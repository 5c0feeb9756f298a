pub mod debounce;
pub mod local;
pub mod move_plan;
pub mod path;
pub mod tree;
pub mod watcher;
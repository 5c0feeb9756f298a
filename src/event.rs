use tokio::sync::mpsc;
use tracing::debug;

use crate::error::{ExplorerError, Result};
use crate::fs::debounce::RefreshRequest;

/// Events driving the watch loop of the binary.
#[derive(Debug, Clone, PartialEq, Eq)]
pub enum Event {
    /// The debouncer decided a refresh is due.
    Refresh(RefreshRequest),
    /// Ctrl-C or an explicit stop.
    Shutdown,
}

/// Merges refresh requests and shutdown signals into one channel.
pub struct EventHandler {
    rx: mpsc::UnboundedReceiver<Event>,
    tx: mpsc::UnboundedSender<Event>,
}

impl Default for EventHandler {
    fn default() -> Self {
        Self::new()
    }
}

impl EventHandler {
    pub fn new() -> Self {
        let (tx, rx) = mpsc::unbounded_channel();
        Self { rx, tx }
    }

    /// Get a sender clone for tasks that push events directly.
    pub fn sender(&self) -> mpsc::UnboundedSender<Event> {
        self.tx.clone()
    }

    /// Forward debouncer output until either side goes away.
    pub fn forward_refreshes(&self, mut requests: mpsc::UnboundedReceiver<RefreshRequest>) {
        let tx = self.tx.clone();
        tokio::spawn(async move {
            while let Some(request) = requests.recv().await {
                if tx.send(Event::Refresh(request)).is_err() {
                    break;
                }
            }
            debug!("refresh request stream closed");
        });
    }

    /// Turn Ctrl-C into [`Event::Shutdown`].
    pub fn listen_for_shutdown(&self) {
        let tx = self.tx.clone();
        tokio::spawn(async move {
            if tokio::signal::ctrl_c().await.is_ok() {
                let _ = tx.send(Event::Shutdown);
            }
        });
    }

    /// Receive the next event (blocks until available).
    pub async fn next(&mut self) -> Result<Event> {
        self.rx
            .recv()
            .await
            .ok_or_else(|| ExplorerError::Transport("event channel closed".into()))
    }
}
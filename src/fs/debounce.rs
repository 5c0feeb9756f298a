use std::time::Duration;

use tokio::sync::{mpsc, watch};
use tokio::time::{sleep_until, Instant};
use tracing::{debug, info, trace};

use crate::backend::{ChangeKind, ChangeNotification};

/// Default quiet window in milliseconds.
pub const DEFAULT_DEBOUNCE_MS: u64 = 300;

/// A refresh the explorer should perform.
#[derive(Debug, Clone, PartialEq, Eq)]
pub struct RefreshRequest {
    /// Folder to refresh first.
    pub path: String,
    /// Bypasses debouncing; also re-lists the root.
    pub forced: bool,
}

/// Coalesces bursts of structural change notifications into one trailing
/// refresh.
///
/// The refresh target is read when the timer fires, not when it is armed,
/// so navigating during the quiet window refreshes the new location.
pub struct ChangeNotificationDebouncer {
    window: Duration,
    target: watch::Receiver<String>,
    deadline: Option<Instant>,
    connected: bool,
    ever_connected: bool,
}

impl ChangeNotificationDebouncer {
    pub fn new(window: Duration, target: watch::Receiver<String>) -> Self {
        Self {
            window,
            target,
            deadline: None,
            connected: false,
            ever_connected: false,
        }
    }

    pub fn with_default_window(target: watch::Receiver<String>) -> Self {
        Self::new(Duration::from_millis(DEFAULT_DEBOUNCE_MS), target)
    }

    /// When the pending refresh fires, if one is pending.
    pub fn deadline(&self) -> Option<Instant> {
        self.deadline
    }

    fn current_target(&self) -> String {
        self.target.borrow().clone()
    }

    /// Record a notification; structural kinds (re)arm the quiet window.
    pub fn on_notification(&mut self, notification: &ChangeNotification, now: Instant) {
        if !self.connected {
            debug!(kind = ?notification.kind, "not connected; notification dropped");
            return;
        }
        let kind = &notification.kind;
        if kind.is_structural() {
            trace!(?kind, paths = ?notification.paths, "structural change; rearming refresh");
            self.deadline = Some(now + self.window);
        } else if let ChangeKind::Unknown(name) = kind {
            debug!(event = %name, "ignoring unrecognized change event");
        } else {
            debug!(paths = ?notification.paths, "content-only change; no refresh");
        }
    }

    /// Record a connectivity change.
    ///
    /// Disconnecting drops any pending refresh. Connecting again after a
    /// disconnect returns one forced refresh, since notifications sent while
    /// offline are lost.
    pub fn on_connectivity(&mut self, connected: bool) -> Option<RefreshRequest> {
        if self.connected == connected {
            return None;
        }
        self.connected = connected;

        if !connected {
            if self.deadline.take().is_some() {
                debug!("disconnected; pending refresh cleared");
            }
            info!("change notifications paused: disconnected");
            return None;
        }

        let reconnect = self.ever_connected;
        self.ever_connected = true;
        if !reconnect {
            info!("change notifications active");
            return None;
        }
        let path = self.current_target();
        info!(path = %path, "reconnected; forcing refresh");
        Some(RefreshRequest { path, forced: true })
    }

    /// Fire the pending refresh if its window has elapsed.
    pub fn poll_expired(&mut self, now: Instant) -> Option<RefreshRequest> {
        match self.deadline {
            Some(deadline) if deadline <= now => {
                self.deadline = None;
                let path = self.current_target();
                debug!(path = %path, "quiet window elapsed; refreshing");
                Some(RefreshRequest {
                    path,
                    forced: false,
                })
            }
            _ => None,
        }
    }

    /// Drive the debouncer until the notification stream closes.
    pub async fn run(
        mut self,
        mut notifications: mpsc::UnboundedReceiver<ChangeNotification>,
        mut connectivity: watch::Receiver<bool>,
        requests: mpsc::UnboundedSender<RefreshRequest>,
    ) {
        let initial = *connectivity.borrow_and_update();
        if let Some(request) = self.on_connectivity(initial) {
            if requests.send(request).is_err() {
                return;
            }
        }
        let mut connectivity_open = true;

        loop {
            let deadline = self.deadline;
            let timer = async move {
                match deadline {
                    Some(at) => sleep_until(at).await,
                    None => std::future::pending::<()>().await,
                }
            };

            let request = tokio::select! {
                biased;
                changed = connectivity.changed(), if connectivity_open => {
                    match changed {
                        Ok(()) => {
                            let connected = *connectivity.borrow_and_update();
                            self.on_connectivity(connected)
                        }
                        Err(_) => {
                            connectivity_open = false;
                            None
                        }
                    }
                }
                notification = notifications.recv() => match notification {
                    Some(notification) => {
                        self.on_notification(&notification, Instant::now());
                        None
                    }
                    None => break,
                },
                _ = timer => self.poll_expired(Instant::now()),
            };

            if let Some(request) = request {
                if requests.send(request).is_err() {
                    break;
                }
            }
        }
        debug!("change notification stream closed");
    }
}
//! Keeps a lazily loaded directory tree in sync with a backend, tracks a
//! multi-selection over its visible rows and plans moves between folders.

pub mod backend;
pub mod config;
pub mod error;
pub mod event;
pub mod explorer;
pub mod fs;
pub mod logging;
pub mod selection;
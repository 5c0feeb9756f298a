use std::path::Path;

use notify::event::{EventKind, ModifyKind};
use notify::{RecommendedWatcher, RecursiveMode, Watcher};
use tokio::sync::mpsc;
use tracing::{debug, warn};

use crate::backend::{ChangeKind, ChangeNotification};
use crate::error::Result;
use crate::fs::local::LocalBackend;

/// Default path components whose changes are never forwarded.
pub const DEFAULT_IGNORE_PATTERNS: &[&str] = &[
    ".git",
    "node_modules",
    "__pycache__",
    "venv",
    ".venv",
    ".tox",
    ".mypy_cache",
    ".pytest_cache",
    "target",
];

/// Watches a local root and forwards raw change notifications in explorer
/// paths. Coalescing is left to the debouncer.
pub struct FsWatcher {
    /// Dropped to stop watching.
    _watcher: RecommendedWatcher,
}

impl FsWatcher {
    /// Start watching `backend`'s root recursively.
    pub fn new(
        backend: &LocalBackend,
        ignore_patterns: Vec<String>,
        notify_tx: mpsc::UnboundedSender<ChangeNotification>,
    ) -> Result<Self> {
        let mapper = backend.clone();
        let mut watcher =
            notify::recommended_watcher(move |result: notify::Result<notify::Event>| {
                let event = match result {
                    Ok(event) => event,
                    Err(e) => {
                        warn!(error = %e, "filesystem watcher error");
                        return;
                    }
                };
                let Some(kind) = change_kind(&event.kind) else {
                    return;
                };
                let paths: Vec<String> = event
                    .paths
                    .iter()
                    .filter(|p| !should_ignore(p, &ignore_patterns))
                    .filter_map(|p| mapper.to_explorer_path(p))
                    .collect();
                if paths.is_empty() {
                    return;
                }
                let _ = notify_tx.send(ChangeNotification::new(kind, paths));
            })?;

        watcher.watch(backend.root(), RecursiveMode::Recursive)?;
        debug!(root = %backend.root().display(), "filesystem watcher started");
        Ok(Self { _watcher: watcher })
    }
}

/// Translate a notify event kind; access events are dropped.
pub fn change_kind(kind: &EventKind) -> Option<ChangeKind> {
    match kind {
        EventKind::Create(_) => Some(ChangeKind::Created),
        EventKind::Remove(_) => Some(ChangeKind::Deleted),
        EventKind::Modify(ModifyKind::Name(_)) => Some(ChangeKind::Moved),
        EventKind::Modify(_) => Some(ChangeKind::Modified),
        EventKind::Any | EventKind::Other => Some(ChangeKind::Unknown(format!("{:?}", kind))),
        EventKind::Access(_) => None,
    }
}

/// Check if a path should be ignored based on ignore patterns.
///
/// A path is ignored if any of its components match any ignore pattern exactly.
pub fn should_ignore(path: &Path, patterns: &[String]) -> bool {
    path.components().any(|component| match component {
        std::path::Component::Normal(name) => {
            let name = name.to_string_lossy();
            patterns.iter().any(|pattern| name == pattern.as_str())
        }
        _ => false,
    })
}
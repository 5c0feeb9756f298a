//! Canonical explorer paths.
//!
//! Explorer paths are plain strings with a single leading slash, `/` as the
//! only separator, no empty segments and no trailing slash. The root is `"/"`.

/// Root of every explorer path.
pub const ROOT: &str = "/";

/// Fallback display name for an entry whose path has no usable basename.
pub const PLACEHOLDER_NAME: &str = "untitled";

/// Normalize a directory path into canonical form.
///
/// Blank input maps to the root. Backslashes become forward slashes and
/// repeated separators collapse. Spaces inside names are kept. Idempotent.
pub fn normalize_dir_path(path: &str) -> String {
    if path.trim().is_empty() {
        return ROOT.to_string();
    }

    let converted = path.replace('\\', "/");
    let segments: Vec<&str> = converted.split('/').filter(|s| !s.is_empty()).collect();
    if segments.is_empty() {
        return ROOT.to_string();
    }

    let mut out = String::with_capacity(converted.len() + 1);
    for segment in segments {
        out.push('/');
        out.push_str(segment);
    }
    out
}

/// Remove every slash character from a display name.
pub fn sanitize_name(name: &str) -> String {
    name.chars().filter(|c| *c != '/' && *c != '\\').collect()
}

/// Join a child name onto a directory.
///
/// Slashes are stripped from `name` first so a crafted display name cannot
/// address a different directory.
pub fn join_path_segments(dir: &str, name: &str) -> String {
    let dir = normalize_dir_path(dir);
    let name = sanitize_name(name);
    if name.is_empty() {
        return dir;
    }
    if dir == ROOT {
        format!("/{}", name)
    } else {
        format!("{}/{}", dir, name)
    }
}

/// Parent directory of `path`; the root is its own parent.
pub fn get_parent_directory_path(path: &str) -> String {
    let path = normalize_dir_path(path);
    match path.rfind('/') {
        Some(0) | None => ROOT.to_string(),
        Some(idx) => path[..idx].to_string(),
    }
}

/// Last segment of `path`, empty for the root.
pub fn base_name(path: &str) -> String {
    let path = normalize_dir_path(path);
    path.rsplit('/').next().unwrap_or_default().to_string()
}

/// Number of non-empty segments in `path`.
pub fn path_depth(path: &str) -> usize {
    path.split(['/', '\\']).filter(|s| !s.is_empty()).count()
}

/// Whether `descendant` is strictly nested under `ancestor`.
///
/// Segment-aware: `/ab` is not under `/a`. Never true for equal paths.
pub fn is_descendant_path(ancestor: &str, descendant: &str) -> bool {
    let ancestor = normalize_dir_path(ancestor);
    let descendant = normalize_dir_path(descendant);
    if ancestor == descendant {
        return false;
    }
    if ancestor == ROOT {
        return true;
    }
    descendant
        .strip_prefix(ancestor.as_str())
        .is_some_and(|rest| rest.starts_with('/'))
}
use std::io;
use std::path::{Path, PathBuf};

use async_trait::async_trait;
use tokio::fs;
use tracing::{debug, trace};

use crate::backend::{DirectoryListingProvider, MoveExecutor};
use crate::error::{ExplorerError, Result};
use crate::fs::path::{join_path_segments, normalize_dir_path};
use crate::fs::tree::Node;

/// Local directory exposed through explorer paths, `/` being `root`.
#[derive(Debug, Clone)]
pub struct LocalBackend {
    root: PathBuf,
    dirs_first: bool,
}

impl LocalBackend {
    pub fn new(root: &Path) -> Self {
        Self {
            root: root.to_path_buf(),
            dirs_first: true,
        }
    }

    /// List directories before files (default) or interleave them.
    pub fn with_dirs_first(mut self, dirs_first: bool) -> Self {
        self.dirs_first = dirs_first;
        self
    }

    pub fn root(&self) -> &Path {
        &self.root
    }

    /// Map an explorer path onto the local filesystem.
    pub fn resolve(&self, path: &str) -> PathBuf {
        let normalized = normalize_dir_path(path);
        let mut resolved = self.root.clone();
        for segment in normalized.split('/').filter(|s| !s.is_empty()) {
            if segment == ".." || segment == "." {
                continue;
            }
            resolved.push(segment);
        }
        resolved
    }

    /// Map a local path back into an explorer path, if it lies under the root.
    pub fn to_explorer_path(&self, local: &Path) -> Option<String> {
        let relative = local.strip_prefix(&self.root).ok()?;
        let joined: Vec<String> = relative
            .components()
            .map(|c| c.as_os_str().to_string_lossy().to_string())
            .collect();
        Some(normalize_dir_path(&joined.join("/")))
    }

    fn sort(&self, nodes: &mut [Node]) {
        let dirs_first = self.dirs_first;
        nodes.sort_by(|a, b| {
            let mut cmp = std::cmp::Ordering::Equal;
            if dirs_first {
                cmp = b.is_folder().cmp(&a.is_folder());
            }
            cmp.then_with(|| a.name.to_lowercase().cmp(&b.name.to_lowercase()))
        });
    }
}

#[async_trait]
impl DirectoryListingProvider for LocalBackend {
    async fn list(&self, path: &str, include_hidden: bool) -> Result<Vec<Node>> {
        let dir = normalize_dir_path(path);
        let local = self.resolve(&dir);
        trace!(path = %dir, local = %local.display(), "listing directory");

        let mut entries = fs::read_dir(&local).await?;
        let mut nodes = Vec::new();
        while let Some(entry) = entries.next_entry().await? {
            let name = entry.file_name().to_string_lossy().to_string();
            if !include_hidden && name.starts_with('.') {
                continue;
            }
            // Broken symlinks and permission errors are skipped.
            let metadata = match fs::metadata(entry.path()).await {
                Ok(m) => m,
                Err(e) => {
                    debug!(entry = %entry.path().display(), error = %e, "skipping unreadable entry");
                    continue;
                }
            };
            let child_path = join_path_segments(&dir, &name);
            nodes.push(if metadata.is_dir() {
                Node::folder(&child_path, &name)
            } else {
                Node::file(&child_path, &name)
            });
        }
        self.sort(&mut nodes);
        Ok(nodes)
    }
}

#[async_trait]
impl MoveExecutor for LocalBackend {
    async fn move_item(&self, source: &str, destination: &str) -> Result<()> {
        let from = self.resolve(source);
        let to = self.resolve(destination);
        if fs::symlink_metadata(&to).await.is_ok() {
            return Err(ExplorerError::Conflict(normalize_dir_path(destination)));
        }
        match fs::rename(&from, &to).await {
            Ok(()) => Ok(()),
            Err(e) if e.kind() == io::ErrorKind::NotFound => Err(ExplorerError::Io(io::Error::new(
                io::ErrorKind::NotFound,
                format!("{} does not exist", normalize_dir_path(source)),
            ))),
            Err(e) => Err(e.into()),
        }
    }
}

═══

#### What is being asked
Filter the entries above and keep only the lines with the word "filename".

#### Solution
filename src/event.rs
filename src/fs/debounce.rs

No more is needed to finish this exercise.